NZ Rugby Women's High Performance Pathways Manager Kendra Cocksedge said last year's inaugural camp had already helped accelerate young players toward higher honours. The Times reported her comment that six players from last year's squads had gone on to earn professional Super Rugby Aupiki contracts for 2026. That is the important context: this is not just a school holiday rugby camp. It is a scouting, development and education environment linked to the sport's professional future.

Farani is one of several Auckland players named in the North squad. NZ Rugby's list includes players from Waitakere College, One Tree Hill College, Epsom Girls' Grammar, Howick College, Mt Albert Grammar and other northern schools and clubs. That spread shows how broad the talent base has become across the city. For Howick College, Farani's selection gives the school a direct connection to the national under-18 pathway.

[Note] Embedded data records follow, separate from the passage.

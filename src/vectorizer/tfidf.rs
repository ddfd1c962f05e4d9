use std::collections::HashMap;

use serde::{Deserialize, Serialize};
use tracing::warn;

use crate::sparse::SparseVector;

/// Default cap on the fitted term space.
pub const DEFAULT_MAX_FEATURES: usize = 5000;

/// Placeholder some upstream exports stamp into rows with no usable symptom
/// text. Rows that clean down to exactly this are dropped before fitting.
const EMPTY_PLACEHOLDER: &str = "default_symptom";

/// Clean a raw symptom document before fitting or encoding: delimiters
/// become spaces, internal whitespace collapses to single spaces, the result
/// is trimmed. `None` when nothing usable is left.
pub fn clean_document(raw: &str) -> Option<String> {
    let cleaned = raw
        .split(|c: char| c == ',' || c.is_whitespace())
        .filter(|s| !s.is_empty())
        .collect::<Vec<_>>()
        .join(" ");
    if cleaned.is_empty() || cleaned == EMPTY_PLACEHOLDER {
        None
    } else {
        Some(cleaned)
    }
}

/// Weighted-scheme term model: smoothed inverse-document-frequency weights
/// over a capped term space, fitted once per index build.
///
/// The term table keeps at most `max_features` terms, preferring those that
/// appear in the most documents (ties broken alphabetically), and stores
/// them sorted so vector positions are deterministic across builds.
///
/// IDF uses the smoothed form `ln((1 + n) / (1 + df)) + 1`; encoded vectors
/// are l2-normalized `count * idf`. Terms outside the fitted table get zero
/// weight.
#[derive(Debug, Clone, Serialize, Deserialize)]
pub struct TfIdfModel {
    terms: Vec<Box<str>>,
    positions: HashMap<Box<str>, u32>,
    idf: Vec<f32>,
    doc_count: usize,
}

impl TfIdfModel {
    /// Fit over already-cleaned documents (see [`clean_document`]).
    ///
    /// An empty document slice fits to a degenerate model that encodes
    /// everything to the zero vector; callers surface that as "no
    /// recommendations" rather than an error.
    pub fn fit(documents: &[String], max_features: usize) -> Self {
        let doc_count = documents.len();
        let mut doc_freq: HashMap<&str, usize> = HashMap::new();
        for doc in documents {
            let mut seen: Vec<&str> = doc.split_whitespace().collect();
            seen.sort_unstable();
            seen.dedup();
            for term in seen {
                *doc_freq.entry(term).or_insert(0) += 1;
            }
        }

        let mut ranked: Vec<(&str, usize)> = doc_freq.into_iter().collect();
        // most-widespread terms first, alphabetical within the same df
        ranked.sort_unstable_by(|a, b| b.1.cmp(&a.1).then_with(|| a.0.cmp(b.0)));
        if ranked.len() > max_features {
            warn!(
                terms = ranked.len(),
                max_features, "term space exceeds cap, truncating"
            );
            ranked.truncate(max_features);
        }

        ranked.sort_unstable_by(|a, b| a.0.cmp(b.0));

        let mut terms: Vec<Box<str>> = Vec::with_capacity(ranked.len());
        let mut idf = Vec::with_capacity(ranked.len());
        let n = doc_count as f64;
        for (term, df) in &ranked {
            terms.push(Box::from(*term));
            idf.push((((1.0 + n) / (1.0 + *df as f64)).ln() + 1.0) as f32);
        }
        let positions = terms
            .iter()
            .enumerate()
            .map(|(i, term)| (term.clone(), i as u32))
            .collect();

        Self {
            terms,
            positions,
            idf,
            doc_count,
        }
    }

    /// True when no document survived cleaning or no term was kept.
    pub fn is_degenerate(&self) -> bool {
        self.doc_count == 0 || self.terms.is_empty()
    }

    pub fn term_count(&self) -> usize {
        self.terms.len()
    }

    /// Encode a cleaned document into the fitted term space.
    /// Unknown terms contribute nothing; a document with no known terms
    /// encodes to the zero vector.
    pub fn encode(&self, document: &str) -> SparseVector<f32> {
        let mut counts: HashMap<u32, u32> = HashMap::new();
        for term in document.split_whitespace() {
            if let Some(pos) = self.positions.get(term) {
                *counts.entry(*pos).or_insert(0) += 1;
            }
        }
        let mut weighted: Vec<(u32, f32)> = counts
            .into_iter()
            .map(|(pos, count)| (pos, count as f32 * self.idf[pos as usize]))
            .collect();
        weighted.sort_unstable_by_key(|(pos, _)| *pos);

        let norm = weighted
            .iter()
            .map(|(_, w)| (*w as f64) * (*w as f64))
            .sum::<f64>()
            .sqrt();
        if norm > 0.0 {
            let inv = (1.0 / norm) as f32;
            for (_, w) in weighted.iter_mut() {
                *w *= inv;
            }
        }
        SparseVector::from_pairs(weighted)
    }
}
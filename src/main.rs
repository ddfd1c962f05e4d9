use std::{env, process};

use symptom_recommender::{RecommendError, Recommender, Scheme};

// ---- simple CLI argument handling ----
// --corpus PATH      : corpus file, one comma-delimited record per line
// --scheme NAME      : binary (default) or tfidf
// --neighbors K      : neighbor count (default 5)
// --top N            : result count (default 5)
// --query "a, b, c"  : one-shot query; omitted -> interactive prompt
// e.g.  symptom-recommender --corpus data/symptom_data.csv --query "fever, cough"

fn main() {
    tracing_subscriber::fmt()
        .with_env_filter(tracing_subscriber::EnvFilter::from_default_env())
        .with_writer(std::io::stderr)
        .init();

    let mut args = env::args().skip(1);
    let mut corpus_path: Option<String> = None;
    let mut scheme = Scheme::Binary;
    let mut neighbors = 5usize;
    let mut top_n = 5usize;
    let mut query_opt: Option<String> = None;

    while let Some(a) = args.next() {
        match a.as_str() {
            "--corpus" => {
                if let Some(v) = args.next() { corpus_path = Some(v); } else { eprintln!("[error] --corpus requires a path"); process::exit(2); }
            }
            "--scheme" => {
                match args.next().as_deref() {
                    Some("binary") => scheme = Scheme::Binary,
                    Some("tfidf") => scheme = Scheme::tf_idf(),
                    Some(other) => { eprintln!("[error] unknown scheme: {}", other); process::exit(2); }
                    None => { eprintln!("[error] --scheme requires binary|tfidf"); process::exit(2); }
                }
            }
            "--neighbors" => {
                match args.next().and_then(|v| v.parse::<usize>().ok()) {
                    Some(n) if n > 0 => neighbors = n,
                    _ => { eprintln!("[error] --neighbors needs a positive integer"); process::exit(2); }
                }
            }
            "--top" => {
                match args.next().and_then(|v| v.parse::<usize>().ok()) {
                    Some(n) if n > 0 => top_n = n,
                    _ => { eprintln!("[error] --top needs a positive integer"); process::exit(2); }
                }
            }
            "--query" => {
                if let Some(v) = args.next() { query_opt = Some(v); } else { eprintln!("[error] --query requires a string"); process::exit(2); }
            }
            "-h" | "--help" => {
                print_usage();
                return;
            }
            other => {
                // first positional argument doubles as the query
                if query_opt.is_none() { query_opt = Some(other.to_string()); } else { eprintln!("[warn] extra arg ignored: {}", other); }
            }
        }
    }
    let Some(corpus_path) = corpus_path else {
        eprintln!("[error] --corpus is required");
        print_usage();
        process::exit(2);
    };

    let engine = match Recommender::from_corpus_file(&corpus_path, &scheme) {
        Ok(engine) => engine,
        Err(e) => {
            eprintln!("[error] {}", e);
            process::exit(1);
        }
    };
    eprintln!(
        "[info] indexed {} records from {}",
        engine.indexed_records(),
        corpus_path
    );

    if let Some(qtext) = query_opt {
        run_single_query(&engine, &qtext, neighbors, top_n);
    } else {
        run_interactive(&engine, neighbors, top_n);
    }
}

fn print_usage() {
    eprintln!("Usage: symptom-recommender --corpus PATH [--scheme binary|tfidf] [--neighbors K] [--top N] [--query \"symptom, symptom\"]");
    eprintln!("Without a query argument, an interactive prompt is started. Output format: <support>\\t<symptom>");
}

fn split_query(text: &str) -> Vec<String> {
    text.split(',').map(|s| s.trim().to_string()).collect()
}

fn run_single_query(engine: &Recommender, query_text: &str, neighbors: usize, top_n: usize) {
    match engine.recommend(&split_query(query_text), neighbors, top_n) {
        Ok(rec) => {
            if rec.is_empty() {
                eprintln!("[info] no recommendations");
            }
            for (token, support) in &rec.entries {
                println!("{}\t{}", support, token);
            }
        }
        Err(RecommendError::EmptyQuery) => {
            eprintln!("[error] empty query");
            process::exit(2);
        }
        Err(e) => {
            eprintln!("[error] {}", e);
            process::exit(1);
        }
    }
}

fn run_interactive(engine: &Recommender, neighbors: usize, top_n: usize) {
    use std::io::{self, Write};
    let stdin = io::stdin();
    let mut stdout = io::stdout();
    loop {
        print!("Symptoms> ");
        let _ = stdout.flush();
        let mut line = String::new();
        if stdin.read_line(&mut line).is_err() { eprintln!("[error] read error"); break; }
        let trimmed = line.trim();
        if trimmed.is_empty() || trimmed.eq_ignore_ascii_case("exit") || trimmed.eq_ignore_ascii_case("quit") {
            eprintln!("[info] bye");
            break;
        }
        match engine.recommend(&split_query(trimmed), neighbors, top_n) {
            Ok(rec) if rec.is_empty() => println!("(no recommendations)"),
            Ok(rec) => {
                for (token, support) in &rec.entries {
                    println!("{}\t{}", support, token);
                }
            }
            Err(e) => eprintln!("[error] {}", e),
        }
    }
}
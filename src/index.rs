use rayon::prelude::*;
use serde::{Deserialize, Serialize};
use tracing::debug;

use crate::sparse::SparseVector;

/// Immutable nearest-neighbor index over the vectorized corpus.
///
/// Built once per corpus load and never mutated afterwards; any corpus
/// change means a full rebuild. The rows are `(record id, feature vector)`
/// in corpus order, and a built index is safe to query from many threads
/// at once.
#[derive(Debug, Clone, Serialize, Deserialize)]
pub struct SimilarityIndex {
    ids: Vec<usize>,
    vectors: Vec<SparseVector<f32>>,
}

impl SimilarityIndex {
    /// Snapshot the vectorized rows. Row order is corpus order, which is
    /// what makes the search tie-break deterministic.
    pub fn build(rows: Vec<(usize, SparseVector<f32>)>) -> Self {
        let (ids, vectors) = rows.into_iter().unzip();
        let index = Self { ids, vectors };
        debug!(rows = index.len(), "similarity index built");
        index
    }

    pub fn len(&self) -> usize {
        self.ids.len()
    }

    pub fn is_empty(&self) -> bool {
        self.ids.is_empty()
    }

    /// The `k` nearest rows to `query` by cosine distance, ascending;
    /// equal distances fall back to record order. `k` larger than the
    /// corpus clamps to the corpus size.
    ///
    /// Scoring runs per row in parallel; the result is assembled and sorted
    /// on the calling thread, so the ordering is deterministic regardless
    /// of thread count.
    pub fn search(&self, query: &SparseVector<f32>, k: usize) -> Vec<(usize, f64)> {
        let k = k.min(self.len());
        if k == 0 {
            return Vec::new();
        }
        let mut scored: Vec<(usize, f64)> = self
            .vectors
            .par_iter()
            .zip(self.ids.par_iter())
            .map(|(vec, id)| (*id, query.cosine_distance(vec)))
            .collect();
        scored.sort_by(|a, b| a.1.total_cmp(&b.1).then_with(|| a.0.cmp(&b.0)));
        scored.truncate(k);
        scored
    }
}

#[cfg(test)]
mod tests {
    use super::*;

    fn sv(pairs: &[(u32, f32)]) -> SparseVector<f32> {
        SparseVector::from_pairs(pairs.iter().copied())
    }

    fn index() -> SimilarityIndex {
        SimilarityIndex::build(vec![
            (0, sv(&[(0, 1.0), (1, 1.0)])), // fever cough
            (1, sv(&[(1, 1.0), (2, 1.0)])), // fever headache
            (2, sv(&[(0, 1.0), (3, 1.0)])), // cough sore-throat
        ])
    }

    #[test]
    fn search_orders_by_ascending_distance() {
        let idx = index();
        let query = sv(&[(1, 1.0)]); // fever only
        let hits = idx.search(&query, 3);
        assert_eq!(hits.len(), 3);
        // rows 0 and 1 share the fever dimension, row 2 does not
        assert_eq!(hits[0].0, 0);
        assert_eq!(hits[1].0, 1);
        assert_eq!(hits[2].0, 2);
        assert!(hits[0].1 < hits[2].1);
        assert!((hits[2].1 - 1.0).abs() < 1e-12);
    }

    #[test]
    fn equal_distances_break_ties_by_record_order() {
        let idx = index();
        let query = sv(&[(1, 1.0)]);
        let hits = idx.search(&query, 2);
        // rows 0 and 1 are equidistant from the query; record order decides
        assert!((hits[0].1 - hits[1].1).abs() < 1e-12);
        assert_eq!(hits[0].0, 0);
        assert_eq!(hits[1].0, 1);
    }

    #[test]
    fn k_clamps_to_corpus_size() {
        let idx = index();
        let hits = idx.search(&sv(&[(0, 1.0)]), 50);
        assert_eq!(hits.len(), 3);
    }

    #[test]
    fn empty_index_returns_no_hits() {
        let idx = SimilarityIndex::build(Vec::new());
        assert!(idx.is_empty());
        assert!(idx.search(&sv(&[(0, 1.0)]), 5).is_empty());
    }

    #[test]
    fn zero_query_is_maximally_distant_from_everything() {
        let idx = index();
        let hits = idx.search(&SparseVector::new(), 3);
        assert!(hits.iter().all(|(_, d)| (*d - 1.0).abs() < 1e-12));
        // ties collapse to record order
        let ids: Vec<usize> = hits.iter().map(|(id, _)| *id).collect();
        assert_eq!(ids, vec![0, 1, 2]);
    }
}
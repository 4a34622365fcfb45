use serde::Deserialize;

/// Trimming of track ends on the laps poster.
///
/// Tracks at least `min_length` meters long lose `distance` meters at both
/// ends before they are drawn.
#[derive(Debug, Clone, Copy, Deserialize, PartialEq)]
#[serde(deny_unknown_fields)]
pub struct TrimConfig {
	/// Minimum track length in meters for trimming to apply
	#[serde(default = "default_min_length")]
	pub min_length: f64,

	/// Distance in meters removed at each end
	#[serde(default = "default_distance")]
	pub distance: f64,
}

fn default_min_length() -> f64 {
	1500.0
}

fn default_distance() -> f64 {
	500.0
}

impl TrimConfig {
	#[must_use]
	pub fn applies_to(&self, length: f64) -> bool {
		length >= self.min_length
	}
}

impl Default for TrimConfig {
	fn default() -> Self {
		Self {
			min_length: default_min_length(),
			distance: default_distance(),
		}
	}
}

The camp's North-South structure also matters. It gives players a competitive match environment after several days of preparation and education. Coaches and selectors can see not only size, pace and skill, but decision-making, resilience, communication and how players respond when placed beside unfamiliar teammates. Those traits are harder to measure in ordinary school fixtures.

For Auckland rugby, the selection should be read alongside the continuing growth of the women's game at school, club and provincial levels. The pathway to professional rugby used to be less visible for girls than for boys. Now there are clearer stepping stones: school competitions, sevens tournaments, provincial programmes, national age-grade camps, Super Rugby Aupiki and, for the very best, Black Ferns ambitions.

The challenge is maintaining that pathway beyond one announcement. Young players need coaching, recovery support, travel funding, nutrition guidance, safe strength and conditioning, and competition structures that do not overload them. Families and schools also need to understand what a high-performance pathway asks of teenagers, especially when training, study and ordinary life are already demanding.

Farani's selection is therefore both a personal achievement and a signal to other Auckland school players. The national pathway is reachable, but it is also selective and increasingly serious. If the camp does what NZ Rugby says it is designed to do, players will leave Hamilton with a better sense of the standards required, the habits that matter and the opportunity now opening in women's rugby.